But certainly, you know, the impact, overall, isn’t just on healthcare. It really raises questions that I think are bigger questions about the administration and about Republicans in Congress, about what they actually believe about democracy that they would rush a bill that could potentially restructure a sixth of the economy without even basic data from a nonpartisan source about what the impact is going to be, through a process that didn’t give anybody an opportunity to weigh in, offer information. The fact is, they didn’t go to any experts.

I quite agree. As to what the Republicans in Congress "actually believe about democracy that they would rush a bill that could potentially restructure a sixth of the economy without even basic data from a nonpartisan source about what the impact is going to be": I personally think the majority of the present Republicans don't care for democracy or government: They care for the rich, and they care for themselves, and what they tell the public generally consists of lies and propaganda.

The bill is simply sick and sadistic, but Congress is for it because (i) it will increase the profits of the insurers and the incomes of the rich, and besides (ii) Congress did take care of one thing: To exempt the Members of Congress and their servants from Trumpcare.

There is considerably more in this article which is recommended.

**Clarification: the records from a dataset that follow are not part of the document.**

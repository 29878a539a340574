use stratus_template::{Properties, Resolvable};

#[derive(Debug, Clone, Default, PartialEq, Properties)]
#[cfn(resource = "AWS::Events::Rule")]
pub struct Rule {
    pub name: Option<String>,
    pub description: Option<String>,
    /// `rate(5 minutes)` or `cron(0 12 * * ? *)`
    pub schedule_expression: Option<Resolvable<String>>,
    pub event_pattern: Option<serde_json::Value>,
    pub event_bus_name: Option<Resolvable<String>>,
    /// `ENABLED` or `DISABLED`
    pub state: Option<String>,
    pub targets: Option<Vec<Target>>,
}

#[derive(Debug, Clone, Default, PartialEq, Properties)]
pub struct Target {
    pub arn: Resolvable<String>,
    /// Unique among the targets of a rule
    pub id: String,
    pub input: Option<String>,
    pub role_arn: Option<Resolvable<String>>,
}

#[cfg(test)]
mod tests {
    use super::*;
    use serde_json::json;
    use stratus_template::{Intrinsic, Resource};

    #[test]
    fn test_event_pattern_is_kept_verbatim() {
        let pattern = json!({ "source": ["aws.partner/shopify.com"], "detail-type": ["orders/create"] });

        let rule = Rule {
            event_pattern: Some(pattern.clone()),
            targets: Some(vec![Target {
                arn: Intrinsic::get_att("Handler", "Arn").into(),
                id: "handler".into(),
                ..Default::default()
            }]),
            ..Default::default()
        };

        let mapping = rule.declare().serialize().unwrap();

        assert_eq!(mapping["EventPattern"], pattern);
        assert_eq!(
            mapping["Targets"],
            json!([{ "Arn": { "Fn::GetAtt": ["Handler", "Arn"] }, "Id": "handler" }])
        );
    }
}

2. The 'Pro-Life' Party Has Become the Party of Death: New Research on Why Republicans Hate Poor and Sick People

The second article is by Chauncey DeVega on AlterNet and originally on Salon:

This starts as follows:

On Thursday, Republicans in the House of Representatives forced through a health care “reform” bill that is likely to leave millions of Americans without health insurance, especially those who suffer from chronic illnesses such as cancer, diabetes and heart disease. It has been estimated that if the Republican Party is successful in eliminating the Affordable Care Act that at least 43,000 Americans a year will die from lack of adequate health care.

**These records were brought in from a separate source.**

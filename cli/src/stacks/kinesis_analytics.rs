use serde_json::json;
use stratus_resources::iam;
use stratus_resources::kinesisanalytics::{
    Application, Input, InputParallelism, InputSchema, JsonMappingParameters, KinesisStreamsInput,
    MappingParameters, RecordColumn, RecordFormat,
};
use stratus_template::{Intrinsic, Template, ValidationError};

pub(super) const NAME: &str = "kinesis-analytics";
pub(super) const DESCRIPTION: &str = "Kinesis Analytics SQL application aggregating a stock ticker stream";

const STREAM_ARN: &str = "arn:${AWS::Partition}:kinesis:${AWS::Region}:${AWS::AccountId}:stream/ticker";

const APPLICATION_CODE: &str = r#"CREATE OR REPLACE STREAM "DESTINATION_SQL_STREAM" (ticker VARCHAR(4), avg_price DOUBLE);
CREATE OR REPLACE PUMP "STREAM_PUMP" AS INSERT INTO "DESTINATION_SQL_STREAM"
SELECT STREAM ticker, AVG(price) OVER W1
FROM "SOURCE_SQL_STREAM_001"
WINDOW W1 AS (PARTITION BY ticker RANGE INTERVAL '1' MINUTE PRECEDING);
"#;

pub(super) fn template() -> Result<Template, ValidationError> {
    let mut template = Template::new().description(DESCRIPTION);

    template
        .add(
            "ApplicationRole",
            &iam::Role {
                assume_role_policy_document: iam::service_trust_policy(
                    "kinesisanalytics.amazonaws.com",
                ),
                policies: Some(vec![iam::Policy {
                    policy_name: "read-ticker-stream".into(),
                    policy_document: json!({
                        "Version": "2012-10-17",
                        "Statement": [{
                            "Effect": "Allow",
                            "Action": ["kinesis:DescribeStream", "kinesis:GetShardIterator", "kinesis:GetRecords"],
                            "Resource": { "Fn::Sub": STREAM_ARN }
                        }]
                    }),
                }]),
                ..Default::default()
            },
        )?
        .add(
            "Application",
            &Application {
                application_name: Some("ticker-averages".into()),
                application_code: Some(APPLICATION_CODE.into()),
                inputs: vec![Input {
                    name_prefix: "SOURCE_SQL_STREAM".into(),
                    input_schema: InputSchema {
                        record_columns: vec![
                            RecordColumn::new("ticker", "VARCHAR(4)", "$.ticker"),
                            RecordColumn::new("price", "DOUBLE", "$.price"),
                        ],
                        record_format: RecordFormat {
                            record_format_type: "JSON".into(),
                            mapping_parameters: Some(MappingParameters {
                                json_mapping_parameters: Some(JsonMappingParameters {
                                    record_row_path: "$".into(),
                                }),
                                csv_mapping_parameters: None,
                            }),
                        },
                        record_encoding: Some("UTF-8".into()),
                    },
                    kinesis_streams_input: Some(KinesisStreamsInput {
                        resource_arn: Intrinsic::sub(STREAM_ARN).into(),
                        role_arn: Intrinsic::get_att("ApplicationRole", "Arn").into(),
                    }),
                    input_parallelism: Some(InputParallelism { count: Some(1) }),
                    ..Default::default()
                }],
                ..Default::default()
            },
        )?;

    Ok(template)
}

#[cfg(test)]
mod tests {
    use super::*;

    #[test]
    fn test_stream_input() {
        let rendered = template().unwrap().render().unwrap();
        let input = &rendered["Resources"]["Application"]["Properties"]["Inputs"][0];

        assert_eq!(input["KinesisStreamsInput"]["RoleARN"], json!({ "Fn::GetAtt": ["ApplicationRole", "Arn"] }));
        assert_eq!(input["InputParallelism"], json!({ "Count": 1 }));
        assert_eq!(input["InputSchema"]["RecordColumns"][1]["SqlType"], "DOUBLE");
        assert!(rendered.get("Outputs").is_none());
    }
}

Yes indeed - and incidentally, while it awful enough to die because no one took care to design decent American health care for all, there are very many more than 43,000 who will not die, but who will suffer a lot simply because they cannot afford to pay what is necessary to help them.

And this is - I agree - the real point of the "healthcare" plan of the Republicans:

The Republican Party is pursued this policy in order to give millions of dollars in tax cuts to the very rich. President Trump, who is a billionaire, would financially benefit if Republicans succeed in repealing the ACA.

It is abundantly clear that Trump and his party possess a deep disdain for sick people, the poor and other vulnerable members of American society and wish to do them harm.

I agree to the last bit as well, though I reduce it simply to disdain for the poor. Here are some questions about it:

But an important set of questions still remain: Why do Republicans and conservatives have such disdain for the weak, the vulnerable and the sick? Why do they want to kill the “useless eaters?” What does this tell us about how Republicans and conservatives view the world, as well as their relationships and obligations to other human beings?

I think it is because they are rich, because they are capitalists, and because they think - as Trump does - that they are genetically superior persons, who are better than the rest, and who deserve to get paid for their individual excellence.

It is all utter ideological bullshit and propaganda for their own excellency, but this is - it seems to me - what most of the present Republicans believe. It is also more or less what the Aryans thought about themselves: That they are superior for inborn genetical reasons over anyone who is not Aryan (which is - in case you didn't know - one of the nonsensical foundations of Nazism, for their never was anything like "an Aryan race").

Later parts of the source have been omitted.